» **Requirement**
Emit an exact copy of the lines running from the start of the records to the line containing "offset_of!(Sample, id) as", both included.

□ □ □ □

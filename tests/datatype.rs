use memoffset::offset_of;

use spmd::datatype::{self, MutView, UserDatatype, View};
use spmd::environment::run_threaded;
use spmd::point_to_point as p2p;
use spmd::topology::{Process, Rank};
use spmd::traits::*;
use spmd::Address;

#[repr(C)]
#[derive(Debug, Default, Clone, Copy, PartialEq)]
struct Sample {
    flag: bool,
    id: u16,
    value: f64,
    readings: [i32; 3],
}

unsafe impl Equivalence for Sample {
    type Out = UserDatatype;
    fn equivalent_datatype() -> Self::Out {
        UserDatatype::structured(
            &[1, 1, 1, 3],
            &[
                offset_of!(Sample, flag) as Address,
                offset_of!(Sample, id) as Address,
                offset_of!(Sample, value) as Address,
                offset_of!(Sample, readings) as Address,
            ],
            &[
                bool::equivalent_datatype(),
                u16::equivalent_datatype(),
                f64::equivalent_datatype(),
                i32::equivalent_datatype(),
            ],
        )
    }
}

struct Reversed([i32; 3]);

unsafe impl Equivalence for Reversed {
    type Out = UserDatatype;
    fn equivalent_datatype() -> Self::Out {
        UserDatatype::structured(
            &[1, 1, 1],
            &[
                // Logical fields in reverse of their storage order
                (std::mem::size_of::<i32>() * 2) as Address,
                std::mem::size_of::<i32>() as Address,
                0,
            ],
            &[
                i32::equivalent_datatype(),
                i32::equivalent_datatype(),
                i32::equivalent_datatype(),
            ],
        )
    }
}

fn samples(rank: Rank) -> [Sample; 2] {
    [
        Sample {
            flag: true,
            id: 7,
            value: 0.25 * rank as f64,
            readings: [rank, -1, i32::MAX],
        },
        Sample {
            flag: false,
            id: u16::MAX,
            value: -3.5,
            readings: [0, 1, 2],
        },
    ]
}

#[test]
fn mixed_records_pack_without_padding() {
    let datatype = Sample::equivalent_datatype();
    let map = datatype.as_raw().type_map();
    assert_eq!(map.size(), 1 + 2 + 8 + 3 * 4);
    assert_eq!(map.extent() as usize, std::mem::size_of::<Sample>());

    let original = samples(3);
    let packed = datatype::pack(&original[..]);
    assert_eq!(packed.len(), 2 * map.size());

    let mut restored = [Sample::default(); 2];
    assert_eq!(datatype::unpack_into(&packed, &mut restored[..]).unwrap(), 2);
    assert_eq!(restored, original);
}

#[test]
fn mixed_records_travel_between_ranks() {
    run_threaded(2, |universe| {
        let world = universe.world();
        if world.rank() == 0 {
            world.process_at_rank(1).send(&samples(0)[..]).unwrap();
        } else {
            let mut received = [Sample::default(); 2];
            let status = world
                .process_at_rank(0)
                .receive_into(&mut received[..])
                .unwrap();
            assert_eq!(status.count(Sample::equivalent_datatype()), 2);
            assert_eq!(received, samples(0));
        }
    });
}

fn prepare_on_root(process: Process<'_, spmd::topology::SystemCommunicator>, ints: &mut [i32]) {
    for i in ints.iter_mut() {
        *i = if process.is_self() { *i + 10 } else { -1 };
    }
}

#[test]
fn field_order_follows_the_datatype() {
    run_threaded(3, |universe| {
        let world = universe.world();
        let root_process = world.process_at_rank(0);
        let second_root = world.process_at_rank(1);

        if root_process.is_self() {
            let mut ints = Reversed([3, 2, 1]);
            root_process.broadcast_into(&mut ints).unwrap();
            assert_eq!([3, 2, 1], ints.0);
            prepare_on_root(second_root, &mut ints.0);
            second_root.broadcast_into(&mut ints).unwrap();
            assert_eq!([13, 12, 11], ints.0);
        } else {
            let mut ints: [i32; 3] = [0, 0, 0];
            root_process.broadcast_into(&mut ints[..]).unwrap();
            assert_eq!([1, 2, 3], ints);
            prepare_on_root(second_root, &mut ints);
            second_root.broadcast_into(&mut ints[..]).unwrap();
            assert_eq!([11, 12, 13], ints);
        }
    });
}

#[test]
fn vector_views_exchange_strided_elements() {
    run_threaded(3, |universe| {
        let world = universe.world();
        let rank = world.rank();
        let size = world.size();

        let fact = rank as f64;
        let b1: Vec<f64> = (1..).map(|x| fact * x as f64).take(6).collect();
        let mut b2 = vec![-1.0f64; 6];

        let t = UserDatatype::vector(2, 2, 3, &f64::equivalent_datatype());
        {
            let v1 = unsafe { View::with_count_and_datatype(&b1[..], 1, &t) };
            let mut v2 = unsafe { MutView::with_count_and_datatype(&mut b2[..], 1, &t) };
            let next = world.process_at_rank((rank + 1) % size);
            let previous = world.process_at_rank((rank + size - 1) % size);
            p2p::send_receive_into(&v1, &next, &mut v2, &previous).unwrap();
        }

        let p = ((rank + size - 1) % size) as f64;
        assert_eq!(b2, vec![p, 2.0 * p, -1.0, 4.0 * p, 5.0 * p, -1.0]);
    });
}

#[test]
fn indexed_views_pick_blocks() {
    run_threaded(2, |universe| {
        let world = universe.world();
        let t = UserDatatype::indexed(&[1, 2], &[0, 3], &u8::equivalent_datatype());
        if world.rank() == 0 {
            let data = [1u8, 2, 3, 4, 5, 6];
            let view = unsafe { View::with_count_and_datatype(&data[..], 1, &t) };
            world.process_at_rank(1).send(&view).unwrap();
        } else {
            let (msg, _) = world.process_at_rank(0).receive_vec::<u8>().unwrap();
            assert_eq!(msg, vec![1, 4, 5]);
        }
    });
}

#[test]
fn arrays_of_arrays_are_equivalent() {
    run_threaded(2, |universe| {
        let world = universe.world();
        if world.rank() == 0 {
            let grid = [[1.0f32, 2.0], [3.0, 4.0], [5.0, 6.0]];
            world.process_at_rank(1).send(&grid).unwrap();
        } else {
            let (grid, _) = world.process_at_rank(0).receive::<[[f32; 2]; 3]>().unwrap();
            assert_eq!(grid, [[1.0, 2.0], [3.0, 4.0], [5.0, 6.0]]);
        }
    });
}

#[cfg(feature = "complex")]
#[test]
fn complex_numbers_reduce_elementwise() {
    use num_complex::Complex64;
    use spmd::collective::SystemOperation;

    run_threaded(3, |universe| {
        let world = universe.world();
        let mine = Complex64::new(world.rank() as f64, 1.0);
        let mut sum = Complex64::new(0.0, 0.0);
        world
            .all_reduce_into(&mine, &mut sum, SystemOperation::sum())
            .unwrap();
        assert_eq!(sum, Complex64::new(3.0, 3.0));

        let mut product = Complex64::new(0.0, 0.0);
        world
            .all_reduce_into(&mine, &mut product, SystemOperation::product())
            .unwrap();
        // 1i * (1 + 1i) * (2 + 1i)
        assert_eq!(product, Complex64::new(-3.0, 1.0));
    });
}

#[cfg(feature = "complex")]
#[test]
fn complex_numbers_multiply_as_complex_numbers() {
    use num_complex::{Complex32, Complex64};
    use spmd::collective::{reduce_local_into, SystemOperation};
    use spmd::datatype::Primitive;
    use spmd::{Error, ErrorKind};

    let mut z = Complex64::new(3.0, 4.0);
    reduce_local_into(&Complex64::new(1.0, 2.0), &mut z, SystemOperation::product()).unwrap();
    assert_eq!(z, Complex64::new(-5.0, 10.0));

    let mut zs = [Complex32::new(1.0, 1.0), Complex32::new(0.0, 2.0)];
    reduce_local_into(
        &[Complex32::new(1.0, -1.0), Complex32::new(0.0, 2.0)][..],
        &mut zs[..],
        SystemOperation::product(),
    )
    .unwrap();
    assert_eq!(zs, [Complex32::new(2.0, 0.0), Complex32::new(-4.0, 0.0)]);

    for op in [
        SystemOperation::max(),
        SystemOperation::min(),
        SystemOperation::logical_and(),
        SystemOperation::bitwise_xor(),
    ] {
        let mut z = Complex64::new(3.0, 4.0);
        match reduce_local_into(&Complex64::new(1.0, 2.0), &mut z, op) {
            Err(err @ Error::InvalidOperation { .. }) => {
                assert_eq!(err.kind(), ErrorKind::Op);
                assert!(matches!(
                    err,
                    Error::InvalidOperation {
                        primitive: Primitive::ComplexDouble,
                        ..
                    }
                ));
            }
            other => panic!("expected an invalid operation, got {:?}", other),
        }
        assert_eq!(z, Complex64::new(3.0, 4.0));
    }

    let map = Complex64::equivalent_datatype();
    assert_eq!(map.as_raw().type_map().size(), 16);
    assert_eq!(map.as_raw().type_map().extent(), 16);
}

□ □ □ □

» **Written solution**
filename tests/datatype.rs
use memoffset::offset_of;

use spmd::datatype::{self, MutView, UserDatatype, View};
use spmd::environment::run_threaded;
use spmd::point_to_point as p2p;
use spmd::topology::{Process, Rank};
use spmd::traits::*;
use spmd::Address;

#[repr(C)]
#[derive(Debug, Default, Clone, Copy, PartialEq)]
struct Sample {
    flag: bool,
    id: u16,
    value: f64,
    readings: [i32; 3],
}

unsafe impl Equivalence for Sample {
    type Out = UserDatatype;
    fn equivalent_datatype() -> Self::Out {
        UserDatatype::structured(
            &[1, 1, 1, 3],
            &[
                offset_of!(Sample, flag) as Address,
                offset_of!(Sample, id) as Address,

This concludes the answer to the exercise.